Donald Williamson’s theory of hybridogenesis claims the reason butterflies and caterpillars look like such different animals is because they are. The biologist says butterflies and caterpillars do not share a single common ancestor but are the result of evolutionary hybrids: inside the chrysalis, caterpillar cells of a velvet worm hybrid reduce to stem cells then reconstitute the insect hybrid.

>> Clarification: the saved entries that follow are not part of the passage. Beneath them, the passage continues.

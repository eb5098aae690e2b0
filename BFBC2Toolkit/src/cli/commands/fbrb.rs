//! CLI commands for FBRB operations

use std::path::{Path, PathBuf};
use std::time::Instant;

use frostpak::fbrb::{BatchMode, BatchOptions, FbrbOperations, FbrbProgress, process_paths};

use super::ConfigFile;
use crate::cli::progress::{
    BROOM, PACKAGE, fbrb_bar, print_done, print_step, update_fbrb_bar,
};
use crate::operations;
use crate::session::Session;
use crate::settings::ToolkitConfig;

/// Unpack archives next to themselves, clean up and show what came out
pub fn extract(
    sources: &[PathBuf],
    config_file: &ConfigFile,
    show_tree: bool,
    quiet: bool,
) -> anyhow::Result<()> {
    let started = Instant::now();
    let config = config_file.load()?;
    let mut recent = config.clone();
    let mut failures = Vec::new();

    for (i, archive) in sources.iter().enumerate() {
        print_step(
            i + 1,
            sources.len(),
            PACKAGE,
            &format!("Unpacking {}...", archive.display()),
        );

        let mut session = Session::new();
        let pb = fbrb_bar(quiet);
        let result = operations::extract_with_progress(
            archive,
            &mut session,
            &config,
            &|p: &FbrbProgress| update_fbrb_bar(&pb, p),
        );
        pb.finish_and_clear();

        match result {
            Ok(tree) => {
                recent.add_recent_file(&archive.to_string_lossy());
                if let Some(folder) = &session.files_path_data {
                    println!("  {BROOM}Extracted to {}", folder.display());
                }
                if let Some(tree) = tree {
                    println!(
                        "  {} files in {} folders",
                        tree.file_count(),
                        tree.dir_count()
                    );
                    if show_tree {
                        print!("{}", tree.render());
                    }
                }
            }
            Err(e) => failures.push(format!("Failed {}: {e}", archive.display())),
        }
    }

    if recent.recent_files != config.recent_files {
        if let Err(e) = config_file.save(&recent) {
            tracing::warn!("Could not save recent files: {e}");
        }
    }

    report_failures(&failures)?;
    print_done(started.elapsed());
    Ok(())
}

/// Pack extracted folders back into archives
pub fn create(
    sources: &[PathBuf],
    config: &ToolkitConfig,
    compression_level: Option<u32>,
    quiet: bool,
) -> anyhow::Result<()> {
    let started = Instant::now();
    let mut config = config.clone();
    if let Some(level) = compression_level {
        config.compression_level = level;
    }

    let mut failures = Vec::new();
    for (i, folder) in sources.iter().enumerate() {
        print_step(
            i + 1,
            sources.len(),
            PACKAGE,
            &format!("Packing {}...", folder.display()),
        );

        let session = Session::with_data_folder(folder);
        let pb = fbrb_bar(quiet);
        let result = operations::archive_with_progress(&session, &config, &|p: &FbrbProgress| {
            update_fbrb_bar(&pb, p);
        });
        pb.finish_and_clear();

        match result {
            Ok(archive) => println!("  Created {}", archive.display()),
            Err(e) => failures.push(format!("Failed {}: {e}", folder.display())),
        }
    }

    report_failures(&failures)?;
    print_done(started.elapsed());
    Ok(())
}

/// List the file table of an archive
pub fn list(source: &Path, detailed: bool, count: bool) -> anyhow::Result<()> {
    let entries = FbrbOperations::list(source)?;

    if count {
        println!("{}", entries.len());
        return Ok(());
    }

    for entry in &entries {
        if detailed {
            println!(
                "{:<22} {:>10}  {}",
                entry.type_name,
                entry.size,
                entry.extracted_path().display()
            );
        } else {
            println!("{}", entry.name);
        }
    }

    if detailed {
        let total: u64 = entries.iter().map(|e| u64::from(e.size)).sum();
        println!();
        println!("{} entries, {}", entries.len(), format_size(total));
    }
    Ok(())
}

/// Unpack archives and pack folders in parallel
pub fn batch(
    paths: &[PathBuf],
    mode: BatchMode,
    config: &ToolkitConfig,
    quiet: bool,
) -> anyhow::Result<()> {
    let options = BatchOptions {
        mode,
        compression_level: config.compression_level,
        pack_temp_file: config.pack_temp_file,
        unpack_temp_file: config.unpack_temp_file,
    };

    let pb = fbrb_bar(quiet);
    let result = process_paths(paths, &options, |progress| update_fbrb_bar(&pb, progress));

    pb.finish_and_clear();

    println!();
    println!("Batch complete:");
    println!("  Success: {}", result.success_count);
    println!("  Failed: {}", result.fail_count);
    println!("  Skipped: {}", result.skipped_count);

    if result.fail_count > 0 {
        println!();
        println!("Failures:");
        for msg in result
            .results
            .iter()
            .filter(|m| m.starts_with("Failed") || m.starts_with("Not found"))
        {
            println!("  {msg}");
        }
    }

    Ok(())
}

fn report_failures(failures: &[String]) -> anyhow::Result<()> {
    if failures.is_empty() {
        return Ok(());
    }
    println!();
    println!("Failures:");
    for msg in failures {
        println!("  {msg}");
    }
    anyhow::bail!("{} of the inputs failed", failures.len())
}

/// Format byte size for display
fn format_size(bytes: u64) -> String {
    const KB: u64 = 1024;
    const MB: u64 = 1024 * KB;
    const GB: u64 = 1024 * MB;

    if bytes >= GB {
        format!("{:.2} GB", bytes as f64 / GB as f64)
    } else if bytes >= MB {
        format!("{:.2} MB", bytes as f64 / MB as f64)
    } else if bytes >= KB {
        format!("{:.2} KB", bytes as f64 / KB as f64)
    } else {
        format!("{bytes} bytes")
    }
}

I look at this supposed monster, this chimera of a peacock caterpillar, with admiration. The trouble is, the direction the creature is taking leads straight into the traffic. So much for destiny. There are so few butterflies about this year every one matters, so I pick it up and put it back under the nettles.
I am reminded of William Blake’s poem entitled The Sick Rose, where the “invisible worm” is the rose’s “dark secret love” and destroys the flower. Whether this poem is about love and desire, English politics or metaphysics, no one seems concerned for the worm. In the case of insect metamorphosis we may have been persuaded that the rose-like beauty of the butterfly must destroy the worm-like horror of the caterpillar. But both flower and thorn create the allure of the rose.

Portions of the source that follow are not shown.